En 1970, sur la recommandation du siège des Témoins de Jéhovah de Bombay (aujourd’hui Mumbai), nous nous sommes installés à Bangalore, la ville où j’ai bien failli être encornée par un buffle ! Bangalore comptait 1 600 000 habitants. Il y avait une congrégation anglophone de 40 proclamateurs et un groupe isolé de langue tamoule. Frank a étudié la Bible avec plusieurs hommes qui ont fait de bons progrès et ont par la suite été nommés anciens (ministres du culte). J’ai quant à moi étudié avec des familles qui en sont venues à servir Jéhovah.

Une dame du nom de Gloria vivait dans un quartier extrêmement pauvre. La première fois que je me suis présentée à sa porte, elle m’a fait entrer. Nous nous sommes assises par terre, car elle n’avait pas de meubles. Je lui ai laissé un exemplaire de La Tour de Garde. Dans celui-ci, elle a découpé une citation biblique, Révélation 4:11, qu’elle a collée au mur pour l’avoir tous les jours sous les yeux, tant lui est apparue belle cette phrase : “ Tu es digne, Jéhovah. ” Un an après, elle était baptisée.

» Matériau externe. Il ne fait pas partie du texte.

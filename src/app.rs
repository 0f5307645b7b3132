//! Interactive measuring session.
//!
//! [`Cli`] is the command line. [`Session`] is the flow behind it: pick a
//! tablet, ask for the screen size and recording length, record, analyze,
//! print the report, and optionally record again with the same tablet and
//! screen. Every interactive piece (picker, prompts, pointer, sleep) is
//! injected so the whole flow runs from a script in tests.
//!
//! Any value given on the command line skips the matching question.

use crate::analyzer::UsageAreaAnalyzer;
use crate::catalog::{DeviceCatalog, DeviceSpec, TabletInventory};
use crate::config::{Config, StrategyKind};
use crate::error::{Error, Result};
use crate::geometry::ScreenGeometry;
use crate::menu::Selector;
use crate::pointer::PointerSource;
use crate::prompt::Prompter;
use crate::recorder::{CancelToken, Recorder, RecorderConfig};
use crate::report::Report;
use clap::{Parser, ValueEnum};
use log::{debug, info};
use std::io::{BufRead, Write};
use std::path::PathBuf;
use std::process::ExitCode;
use std::sync::atomic::{AtomicBool, Ordering};
use std::sync::Arc;
use std::time::Duration;

#[derive(Parser, Debug, Default)]
#[command(name = "padspan", author, version, about = "Measure the area of a drawing tablet you actually use", long_about = None)]
pub struct Cli {
    /// Config file (default: ./padspan.toml if present)
    #[arg(short, long, value_name = "PATH")]
    pub config: Option<PathBuf>,

    /// JSON tablet inventory merged into the built-in catalog
    #[arg(long, value_name = "PATH")]
    pub catalog: Option<PathBuf>,

    /// Tablet brand (skips the brand menu)
    #[arg(long)]
    pub brand: Option<String>,

    /// Tablet model (skips the model menu)
    #[arg(long)]
    pub model: Option<String>,

    /// Screen width in pixels
    #[arg(long, value_name = "PX")]
    pub screen_width: Option<u32>,

    /// Screen height in pixels
    #[arg(long, value_name = "PX")]
    pub screen_height: Option<u32>,

    /// Recording length in seconds
    #[arg(short, long, value_name = "SECS")]
    pub duration: Option<u32>,

    /// How the used extent is measured
    #[arg(long, value_enum)]
    pub strategy: Option<StrategyArg>,

    /// Measure the raw samples without rotation correction
    #[arg(long)]
    pub no_derotate: bool,

    /// Record once and exit
    #[arg(long)]
    pub once: bool,

    /// Print the effective configuration as TOML and exit
    #[arg(long)]
    pub dump_config: bool,

    /// Enable debug logging
    #[arg(short, long)]
    pub verbose: bool,
}

#[derive(Clone, Copy, Debug, PartialEq, Eq, ValueEnum)]
pub enum StrategyArg {
    BoundingBox,
    PeakNearExtremes,
}

impl From<StrategyArg> for StrategyKind {
    fn from(arg: StrategyArg) -> Self {
        match arg {
            StrategyArg::BoundingBox => StrategyKind::BoundingBox,
            StrategyArg::PeakNearExtremes => StrategyKind::PeakNearExtremes,
        }
    }
}

impl Cli {
    /// Load the config file and layer the command-line overrides on top.
    pub fn effective_config(&self) -> Result<Config> {
        let mut config = match &self.config {
            Some(path) => Config::load(path)?,
            None => Config::load_default()?,
        };
        if let Some(strategy) = self.strategy {
            config.analysis.strategy = strategy.into();
        }
        if self.no_derotate {
            config.analysis.derotate = false;
        }
        if let Some(path) = &self.catalog {
            config.catalog.inventory = Some(path.clone());
        }
        config.validate()?;
        Ok(config)
    }
}

/// Map a finished run to the process exit status.
///
/// An unresolvable tablet exits with `1`, leaving the menus exits with `0`,
/// anything else that stopped the run exits with `2`.
pub fn exit_code(result: &Result<()>) -> ExitCode {
    match result {
        Ok(()) | Err(Error::SelectionCancelled) => ExitCode::SUCCESS,
        Err(e) if e.is_lookup_failure() => ExitCode::from(1),
        Err(_) => ExitCode::from(2),
    }
}

/// Ctrl+C routing: cancel the recording in flight, or quit when idle.
#[derive(Clone, Debug, Default)]
pub struct Interrupts {
    cancel: CancelToken,
    recording: Arc<AtomicBool>,
}

impl Interrupts {
    pub fn new() -> Self {
        Self::default()
    }

    /// Install the process-wide Ctrl+C handler. Call once.
    pub fn install(&self) -> Result<()> {
        let this = self.clone();
        ctrlc::set_handler(move || {
            if this.recording.load(Ordering::SeqCst) {
                this.cancel.cancel();
            } else {
                std::process::exit(130);
            }
        })
        .map_err(|e| Error::InvalidInput(format!("cannot install Ctrl+C handler: {e}")))
    }

    pub fn token(&self) -> CancelToken {
        self.cancel.clone()
    }

    fn begin_recording(&self) {
        self.cancel.reset();
        self.recording.store(true, Ordering::SeqCst);
    }

    fn end_recording(&self) {
        self.recording.store(false, Ordering::SeqCst);
    }
}

/// Built-in catalog plus the configured inventory, if any.
///
/// Returns the inventory as well so a bare `--model` can be resolved
/// against it directly.
pub fn build_catalog(config: &Config) -> Result<(DeviceCatalog, Option<TabletInventory>)> {
    let mut catalog = DeviceCatalog::builtin();
    let inventory = match &config.catalog.inventory {
        Some(path) => {
            let inventory = TabletInventory::load(path)?;
            catalog.merge_inventory(&config.catalog.inventory_brand, &inventory)?;
            Some(inventory)
        }
        None => None,
    };
    Ok((catalog, inventory))
}

fn chosen(options: &[String], idx: usize) -> Result<String> {
    options
        .get(idx)
        .cloned()
        .ok_or_else(|| Error::InvalidInput(format!("selection {idx} out of range")))
}

type PointerFactory = Box<dyn FnMut() -> Box<dyn PointerSource>>;

/// One interactive run of the program.
pub struct Session<S, R, W> {
    cli: Cli,
    config: Config,
    catalog: DeviceCatalog,
    inventory: Option<TabletInventory>,
    selector: S,
    prompter: Prompter<R, W>,
    open_pointer: PointerFactory,
    sleep: fn(Duration),
    interrupts: Interrupts,
}

impl<S: Selector, R: BufRead, W: Write> Session<S, R, W> {
    pub fn new(
        cli: Cli,
        config: Config,
        catalog: DeviceCatalog,
        selector: S,
        prompter: Prompter<R, W>,
    ) -> Self {
        Self {
            cli,
            config,
            catalog,
            inventory: None,
            selector,
            prompter,
            open_pointer: Box::new(crate::backends::probe_pointer),
            sleep: std::thread::sleep,
            interrupts: Interrupts::new(),
        }
    }

    /// Inventory consulted for a `--model` given without `--brand`.
    pub fn with_inventory(mut self, inventory: Option<TabletInventory>) -> Self {
        self.inventory = inventory;
        self
    }

    /// Source opened at the start of every recording.
    pub fn with_pointer(mut self, open: impl FnMut() -> Box<dyn PointerSource> + 'static) -> Self {
        self.open_pointer = Box::new(open);
        self
    }

    /// Sleep used for recording ticks and the countdown.
    pub fn with_sleeper(mut self, sleep: fn(Duration)) -> Self {
        self.sleep = sleep;
        self
    }

    pub fn with_interrupts(mut self, interrupts: Interrupts) -> Self {
        self.interrupts = interrupts;
        self
    }

    pub fn prompter(&mut self) -> &mut Prompter<R, W> {
        &mut self.prompter
    }

    /// Resolve the tablet from flags, asking through the menus for what is missing.
    pub fn resolve_device(&mut self) -> Result<DeviceSpec> {
        if let (None, Some(model), Some(inventory)) =
            (&self.cli.brand, &self.cli.model, &self.inventory)
        {
            return inventory.find(&self.config.catalog.inventory_brand, model);
        }

        let brand = match &self.cli.brand {
            Some(brand) => brand.clone(),
            None => {
                let brands = self.catalog.brands();
                let idx = self.selector.select("Select tablet brand:", &brands)?;
                chosen(&brands, idx)?
            }
        };
        let model = match &self.cli.model {
            Some(model) => model.clone(),
            None => {
                let models = self.catalog.models(&brand);
                if models.is_empty() {
                    return Err(Error::LookupFailure {
                        brand,
                        model: String::new(),
                    });
                }
                let title = format!("Select {brand} model:");
                let idx = self.selector.select(&title, &models)?;
                chosen(&models, idx)?
            }
        };
        self.catalog.find(&brand, &model)
    }

    fn ask_screen(&mut self) -> Result<ScreenGeometry> {
        let width = match self.cli.screen_width {
            Some(w) => w,
            None => self.prompter.ask_at_least("Screen width (px)", 1)?,
        };
        let height = match self.cli.screen_height {
            Some(h) => h,
            None => self.prompter.ask_at_least("Screen height (px)", 1)?,
        };
        ScreenGeometry::new(width, height)
    }

    fn ask_duration(&mut self) -> Result<Duration> {
        let secs = match self.cli.duration {
            Some(s) => s,
            None => self.prompter.ask_at_least("Recording duration (s)", 1)?,
        };
        Ok(Duration::from_secs(u64::from(secs)))
    }

    fn record(&mut self, duration: Duration) -> Result<crate::sample::SampleSequence> {
        let rec = &self.config.recording;
        if rec.wait_for_enter {
            self.prompter
                .wait_for_enter("Press Enter to start recording...")?;
        }
        for left in (1..=rec.countdown_secs).rev() {
            writeln!(self.prompter.output(), "Starting in {left}...")?;
            (self.sleep)(Duration::from_secs(1));
        }
        writeln!(
            self.prompter.output(),
            "Recording for {} s. Draw as you normally would (Ctrl+C stops early).",
            duration.as_secs()
        )?;

        let config = RecorderConfig {
            duration,
            polling_hz: rec.polling_hz,
            on_unavailable: rec.on_unavailable,
        };
        let recorder = Recorder::new((self.open_pointer)(), config)
            .with_cancel(self.interrupts.token())
            .with_sleeper(self.sleep);

        self.interrupts.begin_recording();
        let result = recorder.try_record();
        self.interrupts.end_recording();
        result
    }

    /// Run until the user stops recording, or once with `--once`.
    pub fn run(&mut self) -> Result<()> {
        let device = self.resolve_device()?;
        info!(
            "tablet {} {}: {} x {} mm",
            device.brand, device.model, device.width_mm, device.height_mm
        );
        let screen = self.ask_screen()?;
        let duration = self.ask_duration()?;
        let analyzer = UsageAreaAnalyzer::new(self.config.analysis.analyzer_config());

        loop {
            let samples = self.record(duration)?;
            debug!("recorded {} sample(s)", samples.len());
            let outcome = analyzer.analyze(&samples, &device, &screen);
            let report = Report {
                device: &device,
                outcome: &outcome,
                strategy: analyzer.config().strategy,
                samples: samples.len(),
            };
            writeln!(self.prompter.output(), "{report}")?;

            if self.cli.once || !self.prompter.confirm("Record again?", true)? {
                return Ok(());
            }
        }
    }
}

Le Béthel de Bombay (siège national des Témoins de Jéhovah) a invité Frank pour un an afin qu’il supervise la construction de la première Salle d’assemblées en Inde. Le travail consistait juste à ajouter un étage au bâtiment du Béthel. Il y avait alors à peine plus de 3 000 Témoins dans toute l’Inde, et moins de 10 au siège national. En 1975, nos économies étant épuisées, il nous a fallu, le cœur gros, quitter les frères et sœurs auxquels nous nous étions tant attachés.

Retour en Afrique

Dix ans se sont écoulés. Frank avait désormais droit à la retraite. Nous nous sommes donc portés volontaires pour le programme international de construction des Béthels. Nous avons reçu une lettre nous proposant de nous rendre sur le chantier d’Igieduma (Nigéria). Durant notre séjour, Frank a étudié la Bible avec un homme d’un village voisin, qui par la suite est devenu membre du Béthel du Nigéria.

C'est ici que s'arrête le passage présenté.